★柳家小三治(十代目)道具屋

柳家小三治(十代目)

あらすじ

神田三河町の大家・杢兵衛の甥の与太郎。
三十六にもなるが頭は少し鯉のぼりで、ろくに仕事もしないで年中ぶらぶらしている。
この間、珍しくも商売気を出し、伝書鳩を売ったら、自分の所に帰ってくるから丸もうけだとうまいことを考えたが、鳥屋に帰ってしまってパー、という具合。
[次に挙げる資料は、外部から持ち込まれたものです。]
//! TOML-based configuration for the bridge binary.

use std::net::SocketAddr;
use std::path::Path;

use serde::Deserialize;

use loratnc_core::constants::{MAX_FRAGMENTS, MAX_MESSAGE_SIZE, MAX_PAYLOAD_SIZE};

use crate::error::BridgeError;

/// Top-level bridge configuration loaded from a TOML file.
#[derive(Debug, Default, Deserialize)]
pub struct BridgeConfig {
    #[serde(default)]
    pub bridge: BridgeSection,
    #[serde(default)]
    pub logging: LoggingSection,
    #[serde(default)]
    pub host: HostSection,
    #[serde(default)]
    pub radio: RadioSection,
}

impl BridgeConfig {
    /// Load configuration from a TOML file.
    pub fn load(path: &Path) -> Result<Self, BridgeError> {
        let content = std::fs::read_to_string(path)
            .map_err(|e| BridgeError::Config(format!("failed to read config file: {e}")))?;
        Self::parse(&content)
    }

    /// Parse configuration from a TOML string.
    pub fn parse(s: &str) -> Result<Self, BridgeError> {
        let config: Self = toml::from_str(s)
            .map_err(|e| BridgeError::Config(format!("failed to parse config: {e}")))?;
        config.validate()?;
        Ok(config)
    }

    /// Check invariants the wire format imposes on the configuration.
    pub fn validate(&self) -> Result<(), BridgeError> {
        let max = self.bridge.max_message_size;
        if max == 0 {
            return Err(BridgeError::Config(
                "bridge.max_message_size must be positive".into(),
            ));
        }
        // The one-byte total-count field caps how many fragments a message
        // may span.
        if max.div_ceil(MAX_PAYLOAD_SIZE) > MAX_FRAGMENTS {
            return Err(BridgeError::Config(format!(
                "bridge.max_message_size {} needs more than {} fragments",
                max, MAX_FRAGMENTS
            )));
        }
        Ok(())
    }
}

/// The `[bridge]` section.
#[derive(Debug, Deserialize)]
pub struct BridgeSection {
    /// Largest host message accepted for fragmentation, in bytes.
    #[serde(default = "default_max_message_size")]
    pub max_message_size: usize,
}

fn default_max_message_size() -> usize {
    MAX_MESSAGE_SIZE
}

impl Default for BridgeSection {
    fn default() -> Self {
        Self {
            max_message_size: default_max_message_size(),
        }
    }
}

/// The `[logging]` section.
#[derive(Debug, Deserialize)]
pub struct LoggingSection {
    /// Default log level when `RUST_LOG` is unset.
    #[serde(default = "default_log_level")]
    pub level: String,
}

fn default_log_level() -> String {
    "info".to_string()
}

impl Default for LoggingSection {
    fn default() -> Self {
        Self {
            level: default_log_level(),
        }
    }
}

/// The `[host]` section.
#[derive(Debug, Deserialize)]
pub struct HostSection {
    /// Address the host-facing TCP port listens on.
    #[serde(default = "default_host_listen")]
    pub listen: SocketAddr,
}

fn default_host_listen() -> SocketAddr {
    "127.0.0.1:7440".parse().expect("static address")
}

impl Default for HostSection {
    fn default() -> Self {
        Self {
            listen: default_host_listen(),
        }
    }
}

/// The `[radio]` section (UDP loopback radio).
#[derive(Debug, Deserialize)]
pub struct RadioSection {
    /// Local address the radio socket binds to.
    #[serde(default = "default_radio_bind")]
    pub bind: SocketAddr,
    /// Peer radio address outbound packets are sent to.
    #[serde(default = "default_radio_peer")]
    pub peer: SocketAddr,
}

fn default_radio_bind() -> SocketAddr {
    "127.0.0.1:7441".parse().expect("static address")
}

fn default_radio_peer() -> SocketAddr {
    "127.0.0.1:7442".parse().expect("static address")
}

impl Default for RadioSection {
    fn default() -> Self {
        Self {
            bind: default_radio_bind(),
            peer: default_radio_peer(),
        }
    }
}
心配したおじさん、自分が副業に屑物を売る道具屋をやっているので、商売のコツを言い聞かせ、商売道具一切持たせて送りだす。
その品物がまたひどくて、おひなさまの首が抜けたのだの、火事場で拾った真っ赤に錆びた鋸だの、はいてひょろっとよろけると、たちまちビリッと破れる「ヒョロビリの股引き」だので、ろくな物がない。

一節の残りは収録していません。